McCandless took Woodworth's phone when she left the scene. The prosecution alleged this was to leave him no means of being able to contact anyone, had he been able to.
They also said McCandless had stabbed Woodworth in hopes of preventing him getting in the way of her rekindling her relationship with Mengel.

The defense claimed that Woodworth was angry that McCandless did not want to be with him. Her defense attorney stated that she was fighting for her life after Woodworth forced himself upon her, and then attacked her.

She testified that she had stabbed him – 16 times – in self-defense, and she just wanted to try and get away.

== Conviction and sentencing ==
On November 1, 2019, McCandless was convicted of first degree intentional homicide in the stabbing death of 24-year-old Woodworth. She was held at Dunn County Jail in Menomonie, Wisconsin, until her sentencing date.

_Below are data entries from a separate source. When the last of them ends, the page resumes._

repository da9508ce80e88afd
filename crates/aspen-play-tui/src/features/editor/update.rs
//! Editor feature reducer.
//!
//! Key handling for the editor pane. Tab without Shift is intercepted and
//! becomes a four-space insertion; BackTab (Shift+Tab) is deliberately not
//! handled and falls through to the default arm, which ignores it. All
//! other keys behave as plain text-input editing.

use crossterm::event::{KeyCode, KeyEvent, KeyEventKind, KeyModifiers as CrosstermKeyModifiers};

use super::CursorMove;
use super::state::EditorState;
use crate::effects::UiEffect;
use crate::features::output::OutputState;

/// Result of handling one key press in the editor.
#[derive(Debug, Default, PartialEq, Eq)]
pub struct KeyOutcome {
    /// Effects for the runtime.
    pub effects: Vec<UiEffect>,
    /// The reducer should open the example picker.
    pub open_picker: bool,
}

impl KeyOutcome {
    fn none() -> Self {
        Self::default()
    }

    fn effect(effect: UiEffect) -> Self {
        Self {
            effects: vec![effect],
            open_picker: false,
        }
    }
}

/// Parsed key modifiers for cleaner pattern matching.
struct Modifiers {
    ctrl: bool,
    shift: bool,
    alt: bool,
}

impl Modifiers {
    fn from(key: &KeyEvent) -> Self {
        Self {
            ctrl: key.modifiers.contains(CrosstermKeyModifiers::CONTROL),
            shift: key.modifiers.contains(CrosstermKeyModifiers::SHIFT),
            alt: key.modifiers.contains(CrosstermKeyModifiers::ALT),
        }
    }

    fn only_ctrl(&self) -> bool {
        self.ctrl && !self.shift && !self.alt
    }
}

/// Handles a key press when no overlay is active.
pub fn handle_main_key(
    editor: &mut EditorState,
    output: &mut OutputState,
    key: KeyEvent,
) -> KeyOutcome {
    if matches!(key.kind, KeyEventKind::Release) {
        return KeyOutcome::none();
    }

    let mods = Modifiers::from(&key);

    if let Some(outcome) = handle_control_keys(editor, output, key.code, &mods) {
        return outcome;
    }

    handle_editing(editor, key.code, &mods);
    editor.ensure_cursor_visible();
    KeyOutcome::none()
}

/// Control chords: run, picker, select-all, quit.
fn handle_control_keys(
    editor: &mut EditorState,
    output: &mut OutputState,
    code: KeyCode,
    mods: &Modifiers,
) -> Option<KeyOutcome> {
    match code {
        KeyCode::Char('c' | 'q') if mods.only_ctrl() => Some(KeyOutcome::effect(UiEffect::Quit)),
        // Run the current buffer. Waiting is set here, synchronously,
        // before the request is spawned.
        KeyCode::Char('r') if mods.only_ctrl() => Some(run_current(editor, output)),
        KeyCode::F(5) => Some(run_current(editor, output)),
        KeyCode::Char('o') if mods.only_ctrl() => Some(KeyOutcome {
            effects: vec![],
            open_picker: true,
        }),
        KeyCode::Char('a') if mods.only_ctrl() => {
            editor.buffer.select_all();
            Some(KeyOutcome::none())
        }
        _ => None,
    }
}

fn run_current(editor: &EditorState, output: &mut OutputState) -> KeyOutcome {
    let seq = output.begin_run();
    KeyOutcome::effect(UiEffect::SpawnRun {
        seq,
        source: editor.buffer.text().to_string(),
    })
}

/// Plain editing keys. Shift extends the selection on movement keys.
fn handle_editing(editor: &mut EditorState, code: KeyCode, mods: &Modifiers) {
    match code {
        // The indent interception: Tab without Shift inserts the fixed
        // four-space literal at the caret, replacing any selection.
        KeyCode::Tab if !mods.shift => editor.buffer.insert_indent(),
        KeyCode::Enter => editor.buffer.insert_newline(),
        KeyCode::Backspace => editor.buffer.delete_prev_char(),
        KeyCode::Delete => editor.buffer.delete_next_char(),
        KeyCode::Left => editor.buffer.move_cursor(CursorMove::Back, mods.shift),
        KeyCode::Right => editor.buffer.move_cursor(CursorMove::Forward, mods.shift),
        KeyCode::Up => editor.buffer.move_cursor(CursorMove::Up, mods.shift),
        KeyCode::Down => editor.buffer.move_cursor(CursorMove::Down, mods.shift),
        KeyCode::Home if mods.ctrl => editor.buffer.move_cursor(CursorMove::Top, mods.shift),
        KeyCode::End if mods.ctrl => editor.buffer.move_cursor(CursorMove::Bottom, mods.shift),
        KeyCode::Home => editor.buffer.move_cursor(CursorMove::Head, mods.shift),
        KeyCode::End => editor.buffer.move_cursor(CursorMove::End, mods.shift),
        KeyCode::PageUp => editor.scroll_by(-(editor.viewport_height.max(1) as isize)),
        KeyCode::PageDown => editor.scroll_by(editor.viewport_height.max(1) as isize),
        KeyCode::Char(ch) if !mods.ctrl && !mods.alt => editor.buffer.insert_char(ch),
        // BackTab and anything else: no default behavior to fall through to.
        _ => {}
    }
}

#[cfg(test)]
mod tests {
    use crate::features::output::RunState;

    use super::*;

    fn key(code: KeyCode) -> KeyEvent {
        KeyEvent::new(code, CrosstermKeyModifiers::NONE)
    }

    fn key_with(code: KeyCode, mods: CrosstermKeyModifiers) -> KeyEvent {
        KeyEvent::new(code, mods)
    }

    #[test]
    fn tab_inserts_indent_instead_of_moving_focus() {
        let mut editor = EditorState::with_text("a\nb\nc");
        let mut output = OutputState::default();

        let outcome = handle_main_key(&mut editor, &mut output, key(KeyCode::Tab));
        assert_eq!(outcome, KeyOutcome::none());
        assert_eq!(editor.buffer.text(), "    a\nb\nc");
        assert_eq!(editor.buffer.selection(), (4, 4));
    }

    #[test]
    fn backtab_is_not_intercepted() {
        let mut editor = EditorState::with_text("abc");
        let mut output = OutputState::default();

        handle_main_key(
            &mut editor,
            &mut output,
            key_with(KeyCode::BackTab, CrosstermKeyModifiers::SHIFT),
        );
        assert_eq!(editor.buffer.text(), "abc");
    }

    #[test]
    fn ctrl_r_begins_run_with_current_buffer() {
        let mut editor = EditorState::with_text("print 1;");
        let mut output = OutputState::default();

        let outcome =
            handle_main_key(&mut editor, &mut output, key_with(KeyCode::Char('r'), CrosstermKeyModifiers::CONTROL));

        // Waiting is observable before the network call resolves.
        assert_eq!(*output.run(), RunState::Waiting);
        assert_eq!(outcome.effects.len(), 1);
        match &outcome.effects[0] {
            UiEffect::SpawnRun { source, .. } => assert_eq!(source, "print 1;"),
            other => panic!("unexpected effect: {other:?}"),
        }
    }

    #[test]
    fn ctrl_o_requests_the_picker() {
        let mut editor = EditorState::with_text("");
        let mut output = OutputState::default();

        let outcome =
            handle_main_key(&mut editor, &mut output, key_with(KeyCode::Char('o'), CrosstermKeyModifiers::CONTROL));
        assert!(outcome.open_picker);
    }

    #[test]
    fn shift_arrows_build_a_selection_tab_replaces_it() {
        let mut editor = EditorState::with_text("hello");
        let mut output = OutputState::default();

        for _ in 0..2 {
            handle_main_key(
                &mut editor,
                &mut output,
                key_with(KeyCode::Right, CrosstermKeyModifiers::SHIFT),
            );
        }
        assert_eq!(editor.buffer.selection(), (0, 2));

        handle_main_key(&mut editor, &mut output, key(KeyCode::Tab));
        assert_eq!(editor.buffer.text(), "    llo");
        assert_eq!(editor.buffer.selection(), (4, 4));
    }

    #[test]
    fn typing_goes_to_the_buffer() {
        let mut editor = EditorState::with_text("");
        let mut output = OutputState::default();

        for ch in "print 1;".chars() {
            handle_main_key(&mut editor, &mut output, key(KeyCode::Char(ch)));
        }
        handle_main_key(&mut editor, &mut output, key(KeyCode::Enter));
        assert_eq!(editor.buffer.text(), "print 1;\n");
    }
}
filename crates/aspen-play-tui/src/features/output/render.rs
//! Output pane view.

use ratatui::Frame;
use ratatui::layout::Rect;
use ratatui::style::{Color, Modifier, Style};
use ratatui::widgets::{Block, Borders, Paragraph};

use super::{OutputState, RunState};

/// Renders the output pane. The text is shown verbatim, no wrapping, no
/// interpretation of its content.
pub fn render(frame: &mut Frame, area: Rect, output: &OutputState) {
    if area.height == 0 || area.width == 0 {
        return;
    }

    let style = match output.run() {
        RunState::Waiting => Style::default()
            .fg(Color::DarkGray)
            .add_modifier(Modifier::ITALIC),
        RunState::Failed { .. } => Style::default().fg(Color::Red),
        RunState::Idle | RunState::Succeeded { .. } => Style::default(),
    };

    let pane = Paragraph::new(output.display_text())
        .style(style)
        .block(Block::default().borders(Borders::ALL).title("Output"));
    frame.render_widget(pane, area);
}
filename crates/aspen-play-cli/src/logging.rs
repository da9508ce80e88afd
//! File-based logging setup.
//!
//! The TUI owns the terminal, so log output goes to a file under the
//! playground home instead of stderr. Logging is off unless ASPEN_PLAY_LOG
//! is set to a tracing filter (e.g. `debug` or `aspen_play_core=trace`).

use anyhow::{Context, Result};
use aspen_play_core::config::paths;
use tracing_appender::non_blocking::WorkerGuard;
use tracing_subscriber::EnvFilter;

/// Environment variable holding the log filter.
pub const LOG_ENV_VAR: &str = "ASPEN_PLAY_LOG";

/// Initializes file logging if [`LOG_ENV_VAR`] is set.
///
/// Returns a guard that must stay alive for the process lifetime; dropping
/// it flushes the non-blocking writer.
pub fn init() -> Result<Option<WorkerGuard>> {
    let Ok(filter) = std::env::var(LOG_ENV_VAR) else {
        return Ok(None);
    };
    if filter.trim().is_empty() {
        return Ok(None);
    }

    let logs_dir = paths::logs_dir();
    std::fs::create_dir_all(&logs_dir)
        .with_context(|| format!("Failed to create log directory {}", logs_dir.display()))?;

    let appender = tracing_appender::rolling::daily(&logs_dir, "aspen-play.log");
    let (writer, guard) = tracing_appender::non_blocking(appender);

    tracing_subscriber::fmt()
        .with_env_filter(EnvFilter::new(filter))
        .with_writer(writer)
        .with_ansi(false)
        .init();

    Ok(Some(guard))
}
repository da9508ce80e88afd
//! Terminal lifecycle management.
//!
//! This module handles terminal setup, restore, and panic hooks.
//! Terminal state is guaranteed to be restored on:
//! - Normal exit (via Drop)
//! - Panic

use std::io::{self, Stdout};
use std::panic;

use anyhow::{Context, Result};
use crossterm::event::{
    DisableBracketedPaste, DisableMouseCapture, EnableBracketedPaste, EnableMouseCapture,
};
use crossterm::execute;
use crossterm::terminal::{
    EnterAlternateScreen, LeaveAlternateScreen, disable_raw_mode, enable_raw_mode,
};
use ratatui::Terminal;
use ratatui::backend::CrosstermBackend;

/// Sets up the terminal for the TUI.
///
/// - Enables raw mode
/// - Enters alternate screen
/// - Enables bracketed paste and mouse capture
///
/// Call `install_panic_hook()` before this to ensure terminal restore on panic.
///
/// # Errors
/// Returns an error if the operation fails.
pub fn setup_terminal() -> Result<Terminal<CrosstermBackend<Stdout>>> {
    enable_raw_mode().context("Failed to enable raw mode")?;
    let mut stdout = io::stdout();
    execute!(
        stdout,
        EnterAlternateScreen,
        EnableBracketedPaste,
        EnableMouseCapture
    )
    .context("Failed to enter alternate screen")?;
    let backend = CrosstermBackend::new(stdout);
    let terminal = Terminal::new(backend).context("Failed to create terminal")?;
    Ok(terminal)
}

/// Restores terminal state.
///
/// This function is idempotent and safe to call multiple times.
///
/// # Errors
/// Returns an error if the operation fails.
pub fn restore_terminal() -> Result<()> {
    // Mouse and bracketed paste must be disabled before leaving raw mode;
    // both are safe to disable even if they were never enabled.
    let _ = execute!(io::stdout(), DisableMouseCapture, DisableBracketedPaste);

    execute!(io::stdout(), LeaveAlternateScreen).context("Failed to leave alternate screen")?;
    disable_raw_mode().context("Failed to disable raw mode")?;
    Ok(())
}

/// Installs a panic hook that restores the terminal before printing the panic.
///
/// Call this BEFORE `setup_terminal()`.
pub fn install_panic_hook() {
    let original_hook = panic::take_hook();
    panic::set_hook(Box::new(move |panic_info| {
        let _ = restore_terminal();
        original_hook(panic_info);
    }));
}

#[cfg(test)]
mod tests {
    // Note: Terminal tests are difficult to run in CI since they require a real TTY.
    // Key guarantees to test manually:
    // - Terminal is restored on normal exit (via Drop)
    // - Terminal is restored on panic
    // - Mouse capture and bracketed paste are disabled on all exit paths
}
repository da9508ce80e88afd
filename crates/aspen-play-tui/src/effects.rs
//! UI effect types.
//!
//! Effects are commands returned by the reducer that the runtime executes.
//! The reducer never performs I/O or spawns tasks itself; it records the
//! state transition (e.g. `Waiting`) and hands the side effect back.

use crate::features::output::RunSeq;

/// Effects returned by the reducer for the runtime to execute.
#[derive(Debug, PartialEq, Eq)]
pub enum UiEffect {
    /// Quit the application.
    Quit,

    /// Submit `source` to the execution server. The completion event must
    /// carry `seq` so stale responses can be discarded.
    SpawnRun { seq: RunSeq, source: String },
}
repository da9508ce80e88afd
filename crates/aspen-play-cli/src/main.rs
mod cli;
mod logging;
mod modes;

fn main() {
    if let Err(e) = cli::run() {
        eprintln!("{e:#}"); // pretty anyhow chain
        std::process::exit(1);
    }
}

On February 7, 2020, then-22-year-old McCandless was sentenced to life in prison, with eligibility for parole after 50 years, for the first-degree intentional homicide of Alex Woodworth. McCandless’s mother, Roselenna Gunelson, pleaded with the court to grant her daughter the possibility to petition for parole after 20 years. Woodworth’s aunt, Crystal Hall, said in her impact statement at the sentencing, “throughout the trial we never saw any sign of sadness, shame, compassion, or the slight bit of remorse for what you had done”.

McCandless tried multiple times to overturn her conviction, and her third petition was filed October 3, 2025.

As of 2026, she is incarcerated at Taycheedah Correctional Institution in Fond du Lac, Wisconsin.